Without knowing what exactly you’re doing and what the results are and how you calculate them, it’s hard to answer any questions about possible inefficiencies which could result in long startup times.
First, I’m assuming you’re still on the same system configuration:
Win-7 Enterprise, NVIDIA GeForce GTX 745, Driver 376.33, OptiX SDK 4.0.2, CUDA v8.0.
That is a really low-end GPU configuration for Professional Rendering and Graphics related tasks discussed on this forum.
Do you have access to any more high-end system to run your application on for comparisons?
1.)
Two hours startup times for a 100,000(?) primitives (triangles?) scene is completely off the chart.
Depending on the scene structure, that should generate the acceleration structure in under a second, even on that small GM107. I have a 2GB mobile version of that GPU in my laptop and that can handle scenes with millions of triangles without problems.

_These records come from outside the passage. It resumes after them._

#[tokio::test]
async fn test_delete_user_requires_admin() {
    let store = MemoryStore::new();
    let alice = register(&store, "alice").await;
    register(&store, "bob").await;
    let token = sign_in(&store, "bob").await;

    let mut tx = store.begin().await.unwrap();
    let err = DeleteUserUseCase::new()
        .execute(&mut tx, &alice.to_string(), &token)
        .await
        .unwrap_err();
    assert_eq!(err.code(), Some("ATHR-003"));
    assert_eq!(
        err.to_string(),
        "Unauthorized Access, Entered user is not an admin"
    );
}

#[tokio::test]
async fn test_admin_deletes_user_and_their_tokens() {
    let store = MemoryStore::new();
    let alice = register(&store, "alice").await;
    let admin = register(&store, "root").await;
    promote(&store, admin).await;
    let alice_token = sign_in(&store, "alice").await;
    let admin_token = sign_in(&store, "root").await;

    let mut tx = store.begin().await.unwrap();
    let use_case = DeleteUserUseCase::new();
    let deleted = use_case
        .execute(&mut tx, &alice.to_string(), &admin_token)
        .await
        .unwrap();
    assert_eq!(deleted.user_id, alice);

    let err = use_case
        .execute(&mut tx, &alice.to_string(), &admin_token)
        .await
        .unwrap_err();
    assert_eq!(
        err.to_string(),
        "User with entered uuid to be deleted does not exist"
    );
    tx.commit().await.unwrap();

    let err = authorize(&store, &alice_token, Action::AllQuestions)
        .await
        .unwrap_err();
    assert!(matches!(err, AuthError::NotSignedIn));

    let tables = store.snapshot().await;
    assert_eq!(tables.users.len(), 1);
    assert!(tables.credentials.iter().all(|c| c.user_id == admin));
}

#[tokio::test]
async fn test_dropped_unit_of_work_rolls_back() {
    let store = MemoryStore::new();
    register(&store, "alice").await;

    {
        let mut tx = store.begin().await.unwrap();
        SignUpUseCase::new(config())
            .execute(&mut tx, sign_up_input("bob"))
            .await
            .unwrap();
        // dropped without commit
    }

    let tables = store.snapshot().await;
    assert_eq!(tables.users.len(), 1);
    assert_eq!(tables.credentials.len(), 1);
}

#[tokio::test]
async fn test_find_users_by_role() {
    let store = MemoryStore::new();
    let admin = register(&store, "root").await;
    register(&store, "alice").await;
    promote(&store, admin).await;

    let mut tx = store.begin().await.unwrap();
    let admins = tx.find_users_by_role(UserRole::Admin).await.unwrap();
    assert_eq!(admins.len(), 1);
    assert_eq!(admins[0].user_id, admin);
    assert_eq!(tx.find_users_by_role(UserRole::NonAdmin).await.unwrap().len(), 1);
}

How does the scene structure look like?
How many OptiX nodes are in that? (Geometry, GeometryInstance, Material, GeometryGroup, Acceleration, Transform, Group)
If that happens during acceleration build and you used the Trbvh builder and that used too much memory and fell back to software builds, maybe look at the chunk_size option (see OptiX Programming Guide, Table 4 Acceleration Structure Properties).

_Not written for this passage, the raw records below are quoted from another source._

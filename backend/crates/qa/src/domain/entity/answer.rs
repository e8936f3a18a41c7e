//! Answer Entity

use chrono::{DateTime, Utc};
use kernel::id::{AnswerId, QuestionId, UserId};

#[derive(Debug, Clone, PartialEq, Eq)]
pub struct Answer {
    pub answer_id: AnswerId,
    pub content: String,
    /// Creation time, refreshed on every edit
    pub created_at: DateTime<Utc>,
    pub user_id: UserId,
    pub question_id: QuestionId,
}

impl Answer {
    pub fn new(content: impl Into<String>, owner: UserId, question_id: QuestionId) -> Self {
        Self {
            answer_id: AnswerId::new(),
            content: content.into(),
            created_at: Utc::now(),
            user_id: owner,
            question_id,
        }
    }

    pub fn edit(&mut self, content: impl Into<String>) {
        self.content = content.into();
        self.created_at = Utc::now();
    }
}
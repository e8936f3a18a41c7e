//! Auth (Accounts and Authorization) Backend Module
//!
//! Clean Architecture structure:
//! - `domain/` - Entities, value objects, authorization rules, repository traits
//! - `application/` - Use cases (sign-up/in/out, session check, authorize, profile, admin delete)
//! - `infra/` - PostgreSQL and in-memory stores
//! - `presentation/` - HTTP handlers, DTOs, router
//!
//! ## Security Model
//! - Passwords hashed with Argon2id, optional application pepper
//! - Opaque bearer tokens; only the SHA-256 digest is stored
//! - A signed-out token is kept (with its logout time) and rejected with an
//!   action-specific message

pub mod application;
pub mod domain;
pub mod error;
pub mod infra;
pub mod presentation;

#[cfg(test)]
mod tests;

pub use application::config::AuthConfig;
pub use domain::policy::{Action, AuthorizedUser};
pub use error::{AuthError, AuthResult};
pub use infra::{memory::MemoryStore, postgres::PgStore};
pub use presentation::router::auth_router;

pub use kernel::error::{
    app_error::{AppError, AppResult},
    kind::ErrorKind,
};
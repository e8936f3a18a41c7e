//! Sign In Use Case
//!
//! Verifies the password and issues a fresh access token. Each sign-in
//! gets its own token; earlier tokens stay valid until signed out.

use std::sync::Arc;

use chrono::{DateTime, Utc};
use kernel::id::UserId;
use platform::token::{generate_access_token, token_digest};

use crate::application::config::AuthConfig;
use crate::domain::entity::access_token::AccessToken;
use crate::domain::repository::{AccessTokenRepository, CredentialsRepository, UserRepository};
use crate::domain::value_object::{user_name::UserName, user_password::RawPassword};
use crate::error::{AuthError, AuthResult};

pub struct SignInInput {
    pub user_name: String,
    pub password: String,
}

pub struct SignInOutput {
    pub user_id: UserId,
    /// Raw bearer token; never stored
    pub access_token: String,
    pub login_at: DateTime<Utc>,
}

pub struct SignInUseCase {
    config: Arc<AuthConfig>,
}

impl SignInUseCase {
    pub fn new(config: Arc<AuthConfig>) -> Self {
        Self { config }
    }

    pub async fn execute<T>(&self, tx: &mut T, input: SignInInput) -> AuthResult<SignInOutput>
    where
        T: UserRepository + CredentialsRepository + AccessTokenRepository + Send,
    {
        // a name that could never have been registered cannot exist
        let user_name = UserName::new(&input.user_name).map_err(|_| AuthError::UserNameNotFound)?;

        let user = tx
            .find_user_by_user_name(&user_name)
            .await?
            .ok_or(AuthError::UserNameNotFound)?;

        let credentials = tx
            .find_credentials(&user.user_id)
            .await?
            .ok_or_else(|| AuthError::Internal("Credentials not found".to_string()))?;

        let raw_password = RawPassword::new(input.password).map_err(|_| AuthError::PasswordFailed)?;
        if !credentials
            .password_hash
            .verify(&raw_password, self.config.pepper())
        {
            return Err(AuthError::PasswordFailed);
        }

        let access_token = generate_access_token(self.config.access_token_bytes);
        let token = AccessToken::new(token_digest(&access_token), user.user_id);
        tx.create_token(&token).await?;

        tracing::info!(user_id = %user.user_id, "User signed in");

        Ok(SignInOutput {
            user_id: user.user_id,
            access_token,
            login_at: token.login_at,
        })
    }
}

Or it could be that your OptiX programs in the *.cu files are complex and let the PTX assembler and optimizer run into disk paging on a system with little system RAM. You would notice that when looking at the Windows TaskManager performance graphs.

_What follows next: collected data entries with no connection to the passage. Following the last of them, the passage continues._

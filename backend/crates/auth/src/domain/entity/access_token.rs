//! Access Token Entity
//!
//! One row per sign-in. The raw bearer token is handed to the client once;
//! only its SHA-256 digest is kept here.

use chrono::{DateTime, Utc};
use kernel::id::UserId;

#[derive(Debug, Clone, PartialEq, Eq)]
pub struct AccessToken {
    /// SHA-256 of the raw token
    pub token_digest: [u8; 32],
    pub user_id: UserId,
    pub login_at: DateTime<Utc>,
    /// Set on sign-out. A token with a logout time rejects every authenticated action.
    pub logout_at: Option<DateTime<Utc>>,
}

impl AccessToken {
    pub fn new(token_digest: [u8; 32], user_id: UserId) -> Self {
        Self {
            token_digest,
            user_id,
            login_at: Utc::now(),
            logout_at: None,
        }
    }

    pub fn is_signed_out(&self) -> bool {
        self.logout_at.is_some()
    }

    pub fn sign_out(&mut self, at: DateTime<Utc>) {
        self.logout_at = Some(at);
    }
}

How much RAM is installed in your host system?
How many lines of PTX code do your OptiX programs have in the scene?
Also getting one result in 16 hours implies either that your workload is outrageously high, or your GPU is massively under-powered for the task at hand, or something is not right.
2.)
Well, you could start with an OptiX API Capture trace of your application run (search for “OAC” on this forum for explanations how to enable that) and look at the resulting trace.oac text file which tracks all OptiX API calls.
If that looks correct to you and didn’t throw any errors, you might send an archive of that whole “oac_” folder (must be <10 MB) to OptiX-Help(at)nvidia.com and we could take a look.
Note that *.zip extensions won’t make it through our e-mail servers. Rename the extension to *.zi_ instead.
If it’s bigger than 10 MB, I can set up a temporary FTP account to upload bigger files.
PS: “And by the way I didn’t know I should not use pseudo code here. My intention was just to reduce the amount of code for the admins here in order to really get an example as little as possible.”
You need to ask yourself what is required for other developers on a forum to understand your programming problem. Pseudo code only works when explaining code structure or general algorithms, not when there are real bugs inside your actual code.